In Oklahoma City on Monday, feeders sold steady to $1 higher and calves were mostly steady. Mississippi feeder steers were called $5-$10 lower for the week and feeder heifers were $5 lower. Cows and bulls were $1-$2 lower.

Futures:

Live and feeder cattle futures finished the week higher (excluding the front month, October, live cattle contract). The nearby live cattle futures price was under pressure from declining boxed beef prices. Corn’s dip on Thursday helped benefit cattle prices, especially feeder futures which experienced a surge to close the week.
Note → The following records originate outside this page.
//! Bounded-lifetime sessions bound to a caller fingerprint.
//!
//! Sessions live in memory only; a restart invalidates all of them. Each
//! session stores the SHA-256 of the binding material presented at creation
//! (e.g. TLS client cert hash plus agent instance id). Presenting different
//! material later revokes the session and raises a security event.

use std::sync::Arc;
use std::time::Duration;

use chrono::{DateTime, Utc};
use dashmap::DashMap;
use serde::{Deserialize, Serialize};
use uuid::Uuid;
use warden_vault::audit::{AuditChain, AuditEvent, AuditKind, AuditOutcome, AuditRef, Severity};
use warden_vault::crypto;

use crate::error::{AccessError, Result};

/// Why a session could not be used.
#[derive(Debug, Clone, Copy, PartialEq, Eq, Hash, Serialize, Deserialize)]
#[serde(rename_all = "snake_case")]
pub enum SessionFailure {
    Expired,
    BindingMismatch,
    Unknown,
}

impl SessionFailure {
    pub fn as_str(&self) -> &'static str {
        match self {
            Self::Expired => "expired",
            Self::BindingMismatch => "binding mismatch",
            Self::Unknown => "unknown",
        }
    }
}

impl std::fmt::Display for SessionFailure {
    fn fmt(&self, f: &mut std::fmt::Formatter<'_>) -> std::fmt::Result {
        f.write_str(self.as_str())
    }
}

#[derive(Debug, Clone, PartialEq, Eq, Serialize, Deserialize)]
#[serde(default)]
pub struct SessionSettings {
    /// Concurrent sessions per principal; the oldest is evicted beyond this.
    pub max_per_principal: usize,
    /// Upper bound on any session TTL, whatever the role asks for.
    pub max_ttl_secs: u64,
}

impl Default for SessionSettings {
    fn default() -> Self {
        Self {
            max_per_principal: 5,
            max_ttl_secs: 3600,
        }
    }
}

/// An active session.
#[derive(Debug, Clone, PartialEq, Eq, Serialize, Deserialize)]
pub struct Session {
    pub id: String,
    pub principal: String,
    /// SHA-256 of the binding material.
    pub binding: String,
    pub created_at: DateTime<Utc>,
    pub expires_at: DateTime<Utc>,
    pub last_activity: DateTime<Utc>,
    pub access_count: u64,
}

impl Session {
    pub fn is_expired_at(&self, now: DateTime<Utc>) -> bool {
        now >= self.expires_at
    }
}

/// Hash binding material into a fingerprint.
pub fn binding_fingerprint(material: &str) -> String {
    crypto::sha256_hex(material.as_bytes())
}

/// In-memory session registry.
pub struct SessionManager {
    sessions: DashMap<String, Session>,
    settings: SessionSettings,
    audit: Arc<AuditChain>,
}

impl SessionManager {
    pub fn new(settings: SessionSettings, audit: Arc<AuditChain>) -> Self {
        Self {
            sessions: DashMap::new(),
            settings,
            audit,
        }
    }

    pub fn create(&self, principal: &str, binding: &str, ttl: Duration) -> Result<Session> {
        self.create_at(principal, binding, ttl, Utc::now())
    }

    /// Open a session for `principal` bound to `binding`.
    ///
    /// If the principal already holds `max_per_principal` sessions, the
    /// oldest is evicted first.
    pub fn create_at(
        &self,
        principal: &str,
        binding: &str,
        ttl: Duration,
        now: DateTime<Utc>,
    ) -> Result<Session> {
        self.open_at(principal, binding, ttl, now).map(|(session, _)| session)
    }

    /// Like [`create_at`](Self::create_at), also returning the audit receipt
    /// of the "opened" event.
    pub fn open_at(
        &self,
        principal: &str,
        binding: &str,
        ttl: Duration,
        now: DateTime<Utc>,
    ) -> Result<(Session, AuditRef)> {
        let ttl = ttl.min(Duration::from_secs(self.settings.max_ttl_secs));
        let ttl = chrono::Duration::from_std(ttl)
            .map_err(|e| AccessError::Internal(format!("session ttl out of range: {e}")))?;

        let mut existing = self.sessions_for(principal);
        existing.sort_by_key(|s| s.created_at);
        let excess = (existing.len() + 1).saturating_sub(self.settings.max_per_principal.max(1));
        for old in existing.into_iter().take(excess) {
            self.remove(&old.id, "evicted")?;
        }

        let session = Session {
            id: Uuid::now_v7().to_string(),
            principal: principal.to_string(),
            binding: binding_fingerprint(binding),
            created_at: now,
            expires_at: now + ttl,
            last_activity: now,
            access_count: 0,
        };
        self.sessions.insert(session.id.clone(), session.clone());

        let receipt = self.audit.append(
            AuditEvent::new(AuditKind::Session, principal, AuditOutcome::Succeeded)
                .with_target(session.id.clone())
                .with_detail("opened")
                .at(now),
        )?;
        tracing::info!(principal = principal, session_id = %session.id, "session opened");
        Ok((session, receipt))
    }

    pub fn validate(&self, id: &str, binding: &str) -> Result<Session> {
        self.validate_at(id, binding, Utc::now())
    }

    /// Check a session and record activity.
    ///
    /// # Errors
    ///
    /// [`AccessError::SessionInvalid`] with the failure reason. A binding
    /// mismatch revokes the session and appends a critical security event;
    /// an expired session is removed.
    pub fn validate_at(&self, id: &str, binding: &str, now: DateTime<Utc>) -> Result<Session> {
        let fingerprint = binding_fingerprint(binding);

        // Decide under the shard lock, act after releasing it.
        let verdict = match self.sessions.get_mut(id) {
            None => Err(SessionFailure::Unknown),
            Some(mut s) => {
                if s.is_expired_at(now) {
                    Err(SessionFailure::Expired)
                } else if s.binding != fingerprint {
                    Err(SessionFailure::BindingMismatch)
                } else {
                    s.last_activity = now;
                    s.access_count += 1;
                    Ok(s.clone())
                }
            }
        };

        match verdict {
            Ok(session) => Ok(session),
            Err(SessionFailure::BindingMismatch) => {
                if let Some((_, session)) = self.sessions.remove(id) {
                    tracing::warn!(
                        principal = %session.principal,
                        session_id = id,
                        "session binding mismatch, session revoked"
                    );
                    self.audit.append(
                        AuditEvent::new(AuditKind::Security, session.principal, AuditOutcome::Alert)
                            .with_severity(Severity::Critical)
                            .with_target(id)
                            .with_detail("binding mismatch; session revoked")
                            .at(now),
                    )?;
                }
                Err(AccessError::SessionInvalid {
                    reason: SessionFailure::BindingMismatch,
                })
            }
            Err(SessionFailure::Expired) => {
                self.sessions.remove(id);
                Err(AccessError::SessionInvalid {
                    reason: SessionFailure::Expired,
                })
            }
            Err(reason) => Err(AccessError::SessionInvalid { reason }),
        }
    }

    /// Revoke a session. Revoking an unknown or already-revoked session is a
    /// no-op and returns `false`.
    pub fn revoke(&self, id: &str) -> Result<bool> {
        self.remove(id, "revoked")
    }

    /// Revoke every session of `principal`. Returns the number revoked.
    pub fn revoke_all(&self, principal: &str) -> Result<usize> {
        let ids: Vec<String> = self.sessions_for(principal).into_iter().map(|s| s.id).collect();
        let mut revoked = 0;
        for id in ids {
            if self.remove(&id, "revoked")? {
                revoked += 1;
            }
        }
        if revoked > 0 {
            tracing::warn!(principal = principal, revoked, "all sessions revoked");
        }
        Ok(revoked)
    }

    /// Drop expired sessions. Returns the number removed.
    pub fn reap_expired_at(&self, now: DateTime<Utc>) -> usize {
        let before = self.sessions.len();
        self.sessions.retain(|_, s| !s.is_expired_at(now));
        let reaped = before - self.sessions.len();
        if reaped > 0 {
            tracing::debug!(reaped, "expired sessions reaped");
        }
        reaped
    }

    pub fn get(&self, id: &str) -> Option<Session> {
        self.sessions.get(id).map(|s| s.clone())
    }

    pub fn sessions_for(&self, principal: &str) -> Vec<Session> {
        self.sessions
            .iter()
            .filter(|s| s.principal == principal)
            .map(|s| s.clone())
            .collect()
    }

    /// Principals holding at least one session, sorted.
    pub fn principals(&self) -> Vec<String> {
        let mut out: Vec<String> = self.sessions.iter().map(|s| s.principal.clone()).collect();
        out.sort();
        out.dedup();
        out
    }

    pub fn len(&self) -> usize {
        self.sessions.len()
    }

    pub fn is_empty(&self) -> bool {
        self.sessions.is_empty()
    }

    fn remove(&self, id: &str, why: &str) -> Result<bool> {
        let Some((_, session)) = self.sessions.remove(id) else {
            return Ok(false);
        };
        self.audit.append(
            AuditEvent::new(AuditKind::Session, session.principal.clone(), AuditOutcome::Succeeded)
                .with_target(id)
                .with_detail(why),
        )?;
        tracing::info!(principal = %session.principal, session_id = id, reason = why, "session closed");
        Ok(true)
    }
}

// ---------------------------------------------------------------------------
// Tests
// ---------------------------------------------------------------------------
USDA released their agricultural supply and demand estimates report mid-day Thursday. The report showed an expected increase in 2013 and 2014 beef supplies (up 55 and 20 million pounds, respectively). On the bright side, 2013 beef exports were bumped up 45 million pounds.

Corn futures were atempting a mild rally early in the week ahead of the supply and demand report but finished the week lower. The monthly crop report from USDA-NASS put the U.S. yield at 155.3 bushels per acre, up 0.9 bushels from the August projections and 1.4 above the pre-report expectation. This was, of course bearish news and pushed prices lower. Prior to the report’s release, traders were positioning themselves for decreased corn production (via lower yields) compared to last month’s estimate and, thus, lower carry-over. (A recap of the report was published earlier and can be found here.)

Beef:

Wholesale boxed beef prices were lower this week. Choice finished with a weekly average of $193.71, down $2.23, while Select dipped even lower and ended with an average of $178.20, down $3.59.

Note: Unless otherwise stated prices for cattle and beef are dollars per hundredweight and corn is quoted in dollars per bushel.